Work order – Each line of the data has to be transcribed exactly.

(Stored data entries)
§
//! Router configuration for the API.

use axum::{Router, middleware};
use tower_http::compression::CompressionLayer;
use tower_http::cors::{Any, CorsLayer};
use utoipa::OpenApi;
use utoipa_axum::router::OpenApiRouter;
use utoipa_swagger_ui::SwaggerUi;

use crate::api::doc::ApiDoc;
use crate::api::handlers;
use crate::api::middleware::{auth_middleware, logging_middleware, request_id_middleware};
use crate::state::AppState;

/// Creates the application router with all routes, docs and middleware.
///
/// # Middleware Order
/// Layers run outermost first: compression, CORS, request id, logging.
/// Task and admin routes additionally pass through the bearer-token check.
///
/// # Routes
/// - `/services`, `/services/{id}` - Public listing and lookup
/// - `/categories/...`, `/sub-categories/...`, `/sub-sub-categories/...` - Scoped listings
/// - `/tasks/{task_id}/sub-sub-category` - Task routing (auth)
/// - `/admin/services` - Service administration (auth)
/// - `/health`, `/health/ready`, `/health/live` - Health checks
/// - `/swagger-ui`, `/api-docs/openapi.json` - API documentation
pub fn create_router(state: AppState) -> Router {
    let protected = OpenApiRouter::new()
        .merge(handlers::tasks::task_routes())
        .merge(handlers::admin::admin_routes())
        .layer(middleware::from_fn_with_state(
            state.clone(),
            auth_middleware,
        ));

    let (router, api) = OpenApiRouter::with_openapi(ApiDoc::openapi())
        .merge(handlers::health::health_routes())
        .merge(handlers::services::service_routes())
        .merge(handlers::categories::category_routes())
        .merge(protected)
        .split_for_parts();

    let cors = CorsLayer::new()
        .allow_origin(Any)
        .allow_methods(Any)
        .allow_headers(Any);

    router
        .merge(SwaggerUi::new("/swagger-ui").url("/api-docs/openapi.json", api))
        // Last added runs first: request_id must see the request before logging does
        .layer(middleware::from_fn(logging_middleware))
        .layer(middleware::from_fn(request_id_middleware))
        .layer(cors)
        .layer(CompressionLayer::new())
        .with_state(state)
}

#[cfg(test)]
mod tests {
    use super::*;
    use crate::api::handlers::test_support::{body_json, get, send};
    use crate::state::tests::test_state;
    use axum::http::StatusCode;

    #[tokio::test]
    async fn test_openapi_document_lists_every_route() {
        let (state, _) = test_state();
        let app = create_router(state);

        let response = send(&app, get("/api-docs/openapi.json")).await;
        assert_eq!(response.status(), StatusCode::OK);
        let json = body_json(response).await;
        let paths = json["paths"].as_object().unwrap();
        for path in [
            "/services",
            "/services/{id}",
            "/categories/{category_id}/services",
            "/sub-categories/{sub_category_id}/services",
            "/sub-sub-categories/{sub_sub_category_id}/services",
            "/tasks/{task_id}/sub-sub-category",
            "/admin/services",
            "/admin/services/{id}",
            "/health/ready",
            "/health/live",
        ] {
            assert!(paths.contains_key(path), "missing {path}");
        }
    }

    #[tokio::test]
    async fn test_every_response_has_request_id() {
        let (state, _) = test_state();
        let app = create_router(state);

        let ok = send(&app, get("/health/live")).await;
        assert!(ok.headers().contains_key("x-request-id"));

        let unknown = send(&app, get("/does-not-exist")).await;
        assert_eq!(unknown.status(), StatusCode::NOT_FOUND);
        assert!(unknown.headers().contains_key("x-request-id"));
    }

    #[tokio::test]
    async fn test_public_routes_do_not_require_auth() {
        let (state, _) = test_state();
        let app = create_router(state);

        let response = send(&app, get("/services")).await;
        assert_eq!(response.status(), StatusCode::OK);
    }
}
§
Exercise response –
//! Router configuration for the API.

use axum::{Router, middleware};
use tower_http::compression::CompressionLayer;
use tower_http::cors::{Any, CorsLayer};
use utoipa::OpenApi;
use utoipa_axum::router::OpenApiRouter;
use utoipa_swagger_ui::SwaggerUi;

use crate::api::doc::ApiDoc;
use crate::api::handlers;
use crate::api::middleware::{auth_middleware, logging_middleware, request_id_middleware};
use crate::state::AppState;

/// Creates the application router with all routes, docs and middleware.
///
/// # Middleware Order
/// Layers run outermost first: compression, CORS, request id, logging.
/// Task and admin routes additionally pass through the bearer-token check.
///
/// # Routes
/// - `/services`, `/services/{id}` - Public listing and lookup
/// - `/categories/...`, `/sub-categories/...`, `/sub-sub-categories/...` - Scoped listings
/// - `/tasks/{task_id}/sub-sub-category` - Task routing (auth)
/// - `/admin/services` - Service administration (auth)
/// - `/health`, `/health/ready`, `/health/live` - Health checks
/// - `/swagger-ui`, `/api-docs/openapi.json` - API documentation
pub fn create_router(state: AppState) -> Router {
    let protected = OpenApiRouter::new()
        .merge(handlers::tasks::task_routes())
        .merge(handlers::admin::admin_routes())
        .layer(middleware::from_fn_with_state(
            state.clone(),
            auth_middleware,
        ));

    let (router, api) = OpenApiRouter::with_openapi(ApiDoc::openapi())
        .merge(handlers::health::health_routes())
        .merge(handlers::services::service_routes())
        .merge(handlers::categories::category_routes())
        .merge(protected)
        .split_for_parts();

    let cors = CorsLayer::new()
        .allow_origin(Any)
        .allow_methods(Any)
        .allow_headers(Any);

    router
        .merge(SwaggerUi::new("/swagger-ui").url("/api-docs/openapi.json", api))
        // Last added runs first: request_id must see the request before logging does
        .layer(middleware::from_fn(logging_middleware))
        .layer(middleware::from_fn(request_id_middleware))
        .layer(cors)
        .layer(CompressionLayer::new())
        .with_state(state)
}

#[cfg(test)]
mod tests {
    use super::*;
    use crate::api::handlers::test_support::{body_json, get, send};
    use crate::state::tests::test_state;
    use axum::http::StatusCode;

    #[tokio::test]
    async fn test_openapi_document_lists_every_route() {
        let (state, _) = test_state();
        let app = create_router(state);

        let response = send(&app, get("/api-docs/openapi.json")).await;
        assert_eq!(response.status(), StatusCode::OK);
        let json = body_json(response).await;
        let paths = json["paths"].as_object().unwrap();
        for path in [
            "/services",
            "/services/{id}",
            "/categories/{category_id}/services",
            "/sub-categories/{sub_category_id}/services",
            "/sub-sub-categories/{sub_sub_category_id}/services",
            "/tasks/{task_id}/sub-sub-category",
            "/admin/services",
            "/admin/services/{id}",
            "/health/ready",
            "/health/live",
        ] {
            assert!(paths.contains_key(path), "missing {path}");
        }
    }

    #[tokio::test]
    async fn test_every_response_has_request_id() {
        let (state, _) = test_state();
        let app = create_router(state);

        let ok = send(&app, get("/health/live")).await;
        assert!(ok.headers().contains_key("x-request-id"));

        let unknown = send(&app, get("/does-not-exist")).await;
        assert_eq!(unknown.status(), StatusCode::NOT_FOUND);
        assert!(unknown.headers().contains_key("x-request-id"));
    }

    #[tokio::test]
    async fn test_public_routes_do_not_require_auth() {
        let (state, _) = test_state();
        let app = create_router(state);

        let response = send(&app, get("/services")).await;
        assert_eq!(response.status(), StatusCode::OK);
    }
}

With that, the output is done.